Abstract

Abstract Influenza subunit vaccines are poorly immunogenic in unprimed lower animals and man and methods were sought to potentiate the humoral response. Influenza B intact virus vaccines potentiated the antibody response of hamsters to purified vaccines containing influenza A hemagglutinin and neuraminidase subunits. The levels of antibody induced were at least as high as those induced by equivalent doses of whole virus. Similarly, intact heterologous influenza A virus vaccine (A/Victoria/3/75 [H3N2]) potentiated the antibody response of hamsters to A/NJ/76 [Hswl Nl] subunit vaccines but large doses of intact virus were required.

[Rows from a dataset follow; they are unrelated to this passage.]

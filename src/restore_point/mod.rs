//! Restore points: persist the live object graph and rebuild it against a fresh context.
//!
//! Directory layout (one capture = one tree):
//!   <root>/manifest.json                          root identity + write order
//!   <root>/<ObjectKindName>/<hex(handle)>.info    framed binary ObjectRecord
//!   <root>/<ObjectKindName>/<hex(handle)>.json    same record, enums by name (optional)
//!   <root>/VkCommandBuffer/<hex(handle)>.cmds     [tag][payload]... operation stream
//!   <root>/VkCommandBuffer/<hex(handle)>.cmds.json
//!
//! Files are written to a `.tmp` sibling and renamed into place.

use std::fs::{self, OpenOptions};
use std::io::{ErrorKind, Read, Write};
use std::path::{Path, PathBuf};

use crate::error::{Error, Result};
use crate::object::Identity;

pub mod applier;
pub mod creator;
pub mod manifest;
pub mod native;
pub mod record;

pub use applier::{apply, apply_ex, ApplyMode, ApplySummary, RestorePointApplier};
pub use creator::{create, CreateSummary, RestorePointCreator};
pub use manifest::{Manifest, MANIFEST_FILE, MANIFEST_VERSION};
pub use native::{NativeApi, ShadowDevice};
pub use record::{ObjectRecord, INFO_MAGIC};

// ----- Paths -----

pub fn kind_dir(root: &Path, id: &Identity) -> PathBuf {
    root.join(id.kind.name())
}

fn file_stem(id: &Identity) -> String {
    format!("{:x}", id.handle)
}

pub fn info_path(root: &Path, id: &Identity) -> PathBuf {
    kind_dir(root, id).join(format!("{}.info", file_stem(id)))
}

pub fn json_path(root: &Path, id: &Identity) -> PathBuf {
    kind_dir(root, id).join(format!("{}.json", file_stem(id)))
}

pub fn cmds_path(root: &Path, id: &Identity) -> PathBuf {
    kind_dir(root, id).join(format!("{}.cmds", file_stem(id)))
}

pub fn cmds_json_path(root: &Path, id: &Identity) -> PathBuf {
    kind_dir(root, id).join(format!("{}.cmds.json", file_stem(id)))
}

// ----- IO -----

pub(crate) fn write_file(path: &Path, bytes: &[u8]) -> Result<()> {
    if let Some(dir) = path.parent() {
        if !dir.exists() {
            fs::create_dir_all(dir).map_err(|e| Error::io(dir, e))?;
        }
    }
    let mut tmp_name = path.as_os_str().to_owned();
    tmp_name.push(".tmp");
    let tmp = PathBuf::from(tmp_name);
    {
        let mut f = OpenOptions::new()
            .create(true)
            .write(true)
            .truncate(true)
            .open(&tmp)
            .map_err(|e| Error::io(&tmp, e))?;
        f.write_all(bytes).map_err(|e| Error::io(&tmp, e))?;
        f.flush().map_err(|e| Error::io(&tmp, e))?;
    }
    fs::rename(&tmp, path).map_err(|e| Error::io(path, e))?;
    Ok(())
}

/// Read a whole file; `Ok(None)` when it does not exist.
pub(crate) fn read_file(path: &Path) -> Result<Option<Vec<u8>>> {
    let mut f = match OpenOptions::new().read(true).open(path) {
        Ok(f) => f,
        Err(e) if e.kind() == ErrorKind::NotFound => return Ok(None),
        Err(e) => return Err(Error::io(path, e)),
    };
    let mut buf = Vec::new();
    f.read_to_end(&mut buf).map_err(|e| Error::io(path, e))?;
    Ok(Some(buf))
}

pub(crate) fn to_pretty_json(v: &serde_json::Value) -> Vec<u8> {
    // serializing a Value cannot fail
    serde_json::to_vec_pretty(v).unwrap_or_default()
}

Considerably lower doses of homologous intact A/NJ/76 [Hswl Nl] potentiated the antibody response of hamsters and sero-negative people to subunit vaccines. This suggests that future influenza subunit vaccines for use in seronegative people should contain a minimal dose of whole virus vaccine sufficient to potentiate the immune response to the subunits but insufficient to be reactogenic. A synthetic water soluble adjuvant (N-acetyl-muramyl-l-alanyl-d-isoglutamine) was also shown to potentiate the immune response of hamsters to A/NJ/76 [Hswl Nl] influenza virus subunit vaccines.